🤖 AI Summary
This study addresses the diagnostic challenges posed by the subtle and highly heterogeneous structural changes in Alzheimer’s disease (AD) and related cognitive impairments on MRI. To this end, the authors propose NeuroBridge, a novel framework that integrates large-scale self-supervised MRI pretraining with clinically guided multitask learning—encompassing hippocampal segmentation, atrophy classification, and image reconstruction—and employs a gating mechanism for adaptive feature fusion and probability-driven opportunistic screening. The approach substantially enhances model generalization and diagnostic performance in both mixed-diagnosis and cross-cohort settings, achieving AD classification accuracies of 88.17% and 82.78% on the ADNI and OASIS datasets, respectively. Notably, it demonstrates exceptional performance in mild cognitive impairment (MCI) detection and mixed-diagnosis scenarios, underscoring its strong potential for clinical translation.
📝 Abstract
INTRODUCTION: Accurate MRI-based identification of Alzheimer's disease (AD), mild cognitive impairment (MCI), and related dementias remains challenging because disease-related structural changes are often subtle and heterogeneous.
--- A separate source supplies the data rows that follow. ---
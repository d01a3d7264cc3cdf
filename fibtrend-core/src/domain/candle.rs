//! Candle: the fundamental market data unit.

use serde::{Deserialize, Serialize};

use crate::error::EngineError;

/// OHLCV candle for a single symbol and interval.
///
/// `timestamp` is the candle open time in milliseconds since the Unix epoch.
/// A series handed to the engine must have strictly increasing timestamps.
#[derive(Debug, Clone, Copy, PartialEq, Serialize, Deserialize)]
pub struct Candle {
    pub timestamp: i64,
    pub open: f64,
    pub high: f64,
    pub low: f64,
    pub close: f64,
    pub volume: f64,
}

impl Candle {
    pub fn new(timestamp: i64, open: f64, high: f64, low: f64, close: f64, volume: f64) -> Self {
        Self {
            timestamp,
            open,
            high,
            low,
            close,
            volume,
        }
    }

    /// Returns true if every OHLC price is finite.
    pub fn has_finite_prices(&self) -> bool {
        self.open.is_finite() && self.high.is_finite() && self.low.is_finite() && self.close.is_finite()
    }

    /// Reason this candle is malformed, if it is.
    fn defect(&self) -> Option<String> {
        for (field, value) in [
            ("open", self.open),
            ("high", self.high),
            ("low", self.low),
            ("close", self.close),
        ] {
            if !value.is_finite() {
                return Some(format!("{field} price is not finite ({value})"));
            }
        }
        if !self.volume.is_finite() || self.volume < 0.0 {
            return Some(format!(
                "volume must be finite and >= 0 (got {})",
                self.volume
            ));
        }
        None
    }
}

/// Check a candle series before any computation.
///
/// Rejects non-finite prices, negative or non-finite volume, and timestamps
/// that are not strictly increasing. The first defect found is reported.
pub fn validate_series(candles: &[Candle]) -> Result<(), EngineError> {
    let mut previous: Option<i64> = None;
    for (index, candle) in candles.iter().enumerate() {
        if let Some(reason) = candle.defect() {
            return Err(EngineError::InvalidCandle { index, reason });
        }
        if let Some(prev) = previous {
            if candle.timestamp <= prev {
                return Err(EngineError::NonMonotonicTimestamp {
                    index,
                    previous: prev,
                    current: candle.timestamp,
                });
            }
        }
        previous = Some(candle.timestamp);
    }
    Ok(())
}

#[cfg(test)]
mod tests {
    use super::*;

    fn sample_candle(timestamp: i64) -> Candle {
        Candle::new(timestamp, 100.0, 105.0, 98.0, 103.0, 50_000.0)
    }

    #[test]
    fn valid_series_passes() {
        let candles = vec![sample_candle(1_000), sample_candle(2_000), sample_candle(3_000)];
        assert!(validate_series(&candles).is_ok());
    }

    #[test]
    fn empty_series_passes() {
        assert!(validate_series(&[]).is_ok());
    }

    #[test]
    fn rejects_nan_close() {
        let mut candles = vec![sample_candle(1_000), sample_candle(2_000)];
        candles[1].close = f64::NAN;
        let err = validate_series(&candles).unwrap_err();
        match err {
            EngineError::InvalidCandle { index, reason } => {
                assert_eq!(index, 1);
                assert!(reason.contains("close"), "reason was: {reason}");
            }
            other => panic!("unexpected error: {other:?}"),
        }
    }

    #[test]
    fn rejects_infinite_high() {
        let mut candles = vec![sample_candle(1_000)];
        candles[0].high = f64::INFINITY;
        assert!(matches!(
            validate_series(&candles),
            Err(EngineError::InvalidCandle { index: 0, .. })
        ));
    }

    #[test]
    fn rejects_negative_volume() {
        let mut candles = vec![sample_candle(1_000)];
        candles[0].volume = -1.0;
        assert!(matches!(
            validate_series(&candles),
            Err(EngineError::InvalidCandle { index: 0, .. })
        ));
    }

    #[test]
    fn rejects_duplicate_timestamp() {
        let candles = vec![sample_candle(1_000), sample_candle(1_000)];
        assert_eq!(
            validate_series(&candles),
            Err(EngineError::NonMonotonicTimestamp {
                index: 1,
                previous: 1_000,
                current: 1_000,
            })
        );
    }

    #[test]
    fn rejects_decreasing_timestamp() {
        let candles = vec![sample_candle(2_000), sample_candle(3_000), sample_candle(2_500)];
        assert!(matches!(
            validate_series(&candles),
            Err(EngineError::NonMonotonicTimestamp { index: 2, .. })
        ));
    }

    #[test]
    fn candle_serialization_roundtrip() {
        let candle = sample_candle(1_700_000_000_000);
        let json = serde_json::to_string(&candle).unwrap();
        let deser: Candle = serde_json::from_str(&json).unwrap();
        assert_eq!(candle, deser);
    }
}
use clap::Parser;
use eframe::egui;

use periodic_explorer::app::PeriodicApp;
use periodic_explorer::config::{Cli, Config};

fn main() -> anyhow::Result<()> {
    env_logger::Builder::from_env(env_logger::Env::default().default_filter_or("info")).init();

    let config = Config::from_cli(Cli::parse())?;

    let options = eframe::NativeOptions {
        viewport: egui::ViewportBuilder::default()
            .with_inner_size(config.window_size)
            .with_min_inner_size([900.0, 560.0]),
        ..Default::default()
    };

    eframe::run_native(
        "Periodic Explorer",
        options,
        Box::new(move |cc| Ok(Box::new(PeriodicApp::new(cc, &config)))),
    )
    .map_err(|e| anyhow::anyhow!("running the UI: {e}"))
}
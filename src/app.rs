use eframe::egui;

use crate::config::Config;
use crate::state::AppState;
use crate::ui::{panels, table};

// ---------------------------------------------------------------------------
// eframe App implementation
// ---------------------------------------------------------------------------

pub struct PeriodicApp {
    pub state: AppState,
}

impl PeriodicApp {
    /// Create the app and kick off the one-time load of the configured table.
    pub fn new(cc: &eframe::CreationContext<'_>, config: &Config) -> Self {
        let mut state = AppState::new(config.source.clone(), config.timeout);
        state.begin_load(config.source.clone(), &cc.egui_ctx);
        Self { state }
    }
}

impl eframe::App for PeriodicApp {
    fn update(&mut self, ctx: &egui::Context, _frame: &mut eframe::Frame) {
        self.state.poll_load();

        // ---- Top panel: menu bar ----
        egui::TopBottomPanel::top("top_bar").show(ctx, |ui| {
            panels::top_bar(ui, &mut self.state);
        });

        // ---- Left side panel: search and filters ----
        egui::SidePanel::left("filter_panel")
            .default_width(260.0)
            .resizable(true)
            .show(ctx, |ui| {
                panels::side_panel(ui, &mut self.state);
            });

        // ---- Central panel: the table ----
        egui::CentralPanel::default().show(ctx, |ui| {
            if self.state.loading {
                table::loading_screen(ui);
            } else {
                table::periodic_table(ui, &mut self.state);
            }
        });
    }
}
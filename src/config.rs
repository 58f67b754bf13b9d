use std::time::Duration;

use anyhow::{Context, Result};
use clap::Parser;

use crate::data::loader::{DataFormat, DataSource};

/// Command line / environment options.
#[derive(Debug, Clone, Parser)]
#[command(name = "periodic-explorer", version, about = "Interactive periodic table explorer")]
pub struct Cli {
    /// Element table to load: a .json or .csv path, or an http(s) URL.
    /// The bundled table is used when omitted.
    #[arg(long, short, env = "PERIODIC_DATA")]
    pub data: Option<String>,

    /// Timeout for remote tables, in seconds.
    #[arg(
        long = "timeout",
        env = "PERIODIC_TIMEOUT",
        default_value_t = 15,
        value_parser = clap::value_parser!(u64).range(1..)
    )]
    pub timeout_seconds: u64,

    /// Initial window width.
    #[arg(long, default_value_t = 1400.0)]
    pub width: f32,

    /// Initial window height.
    #[arg(long, default_value_t = 860.0)]
    pub height: f32,
}

#[derive(Debug, Clone)]
pub struct Config {
    pub source: DataSource,
    pub timeout: Duration,
    pub window_size: [f32; 2],
}

impl Config {
    /// Resolve CLI options. Local paths with an unsupported extension are
    /// rejected here rather than after the window opens.
    pub fn from_cli(cli: Cli) -> Result<Self> {
        let source = match cli.data.as_deref() {
            None | Some("") => DataSource::Bundled,
            Some(location) => DataSource::parse(location),
        };
        if let DataSource::File(path) = &source {
            DataFormat::from_path(path)
                .with_context(|| format!("--data {}", path.display()))?;
        }

        Ok(Config {
            source,
            timeout: Duration::from_secs(cli.timeout_seconds),
            window_size: [cli.width, cli.height],
        })
    }
}

#[cfg(test)]
mod tests {
    use super::*;

    fn parse(args: &[&str]) -> Cli {
        Cli::try_parse_from(std::iter::once("periodic-explorer").chain(args.iter().copied()))
            .expect("valid arguments")
    }

    #[test]
    fn url_and_timeout_are_honoured() {
        let config = Config::from_cli(parse(&[
            "--data",
            "https://example.org/elements.json",
            "--timeout",
            "3",
        ]))
        .unwrap();
        assert_eq!(
            config.source,
            DataSource::Url("https://example.org/elements.json".to_string())
        );
        assert_eq!(config.timeout, Duration::from_secs(3));
    }

    #[test]
    fn unsupported_file_extension_is_rejected() {
        let err = Config::from_cli(parse(&["--data", "table.xml"])).unwrap_err();
        assert!(format!("{err:#}").contains("unsupported file extension"));
    }

    #[test]
    fn zero_timeout_is_rejected() {
        let result = Cli::try_parse_from(["periodic-explorer", "--timeout", "0"]);
        assert!(result.is_err());
    }
}
use periodic_explorer::data::filter::{ALL, FilterState, classify, highlight_mask, match_count};
use periodic_explorer::data::loader::{DataSource, load};
use periodic_explorer::data::model::{Element, ElementDataset};

fn bundled() -> ElementDataset {
    load(&DataSource::Bundled, std::time::Duration::from_secs(1)).expect("bundled table loads")
}

fn numbers(elements: &[Element], filters: &FilterState) -> Vec<u32> {
    classify(elements, filters)
        .into_iter()
        .filter(|c| c.highlighted)
        .map(|c| c.element.number)
        .collect()
}

#[test]
fn test_defaults_match_everything() {
    let ds = bundled();
    let classified = classify(ds.elements(), &FilterState::default());
    assert_eq!(classified.len(), ds.len());
    assert!(classified.iter().all(|c| c.highlighted));
}

#[test]
fn test_search_matches_name_or_symbol_case_insensitively() {
    let ds = bundled();
    let filters = FilterState::new("au", ALL, ALL);
    for c in classify(ds.elements(), &filters) {
        let expected = c.element.name.to_lowercase().contains("au")
            || c.element.symbol.to_lowercase().contains("au");
        assert_eq!(c.highlighted, expected, "{}", c.element.name);
    }
    let hits = numbers(ds.elements(), &filters);
    assert!(hits.contains(&79));
    assert!(!hits.contains(&26));
}

#[test]
fn test_uppercase_search_term() {
    let ds = bundled();
    assert_eq!(
        numbers(ds.elements(), &FilterState::new("IRON", ALL, ALL)),
        vec![26]
    );
}

#[test]
fn test_category_must_match_exactly() {
    let ds = bundled();
    let exact = FilterState::new("", "noble gas", ALL);
    assert_eq!(numbers(ds.elements(), &exact), vec![2, 10, 18, 36, 54, 86]);

    let wrong_case = FilterState::new("", "Noble Gas", ALL);
    assert_eq!(match_count(ds.elements(), &wrong_case), 0);
}

#[test]
fn test_phase_filter() {
    let ds = bundled();
    let liquids = FilterState::new("", ALL, "Liquid");
    assert_eq!(numbers(ds.elements(), &liquids), vec![35, 80]);
}

#[test]
fn test_classify_never_drops_or_reorders() {
    let ds = bundled();
    let filters = FilterState::new("n", "transition metal", "Solid");
    let first = classify(ds.elements(), &filters);
    let second = classify(ds.elements(), &filters);
    assert_eq!(first, second);
    assert_eq!(first.len(), ds.len());
    for (c, el) in first.iter().zip(ds.iter()) {
        assert_eq!(c.element.number, el.number);
    }
}

#[test]
fn test_reset_equals_default_classification() {
    let ds = bundled();
    let mut filters = FilterState::new("go", "transition metal", "Solid");
    assert_eq!(numbers(ds.elements(), &filters), vec![79]);

    filters.reset();
    assert_eq!(
        highlight_mask(ds.elements(), &filters),
        highlight_mask(ds.elements(), &FilterState::default())
    );
}

#[test]
fn test_unknown_filter_value_matches_nothing() {
    let ds = bundled();
    let filters = FilterState::new("", ALL, "Plasma");
    assert_eq!(match_count(ds.elements(), &filters), 0);
    assert_eq!(classify(ds.elements(), &filters).len(), ds.len());
}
We developed NeuroBridge, a clinically guided multi-task MRI framework for neurodegenerative disease diagnosis. METHODS: NeuroBridge integrates large-scale self-supervised MRI pretraining with hippocampal segmentation, hippocampal atrophy classification, and reconstruction objectives, followed by gated fusion fine-tuning. Performance was evaluated across ADNI and OASIS cohorts, including cross-cohort transfer, probability-based analysis, and opportunistic screening. RESULTS: NeuroBridge achieved the highest performance across evaluated classification tasks, reaching 88.17% accuracy for AD versus cognitively normal controls in ADNI and 82.78% in OASIS. The largest gains occurred in MCI-related and mixed-diagnosis settings. The framework demonstrated strong cross-cohort generalization, systematic associations between predicted-class probability and accuracy, and the feasibility of probability-based opportunistic screening. DISCUSSION: Clinically guided multi-task representation learning improves neurodegenerative MRI diagnosis beyond conventional single-task approaches. NeuroBridge provides a robust and scalable framework for dementia assessment and MRI-based opportunistic screening.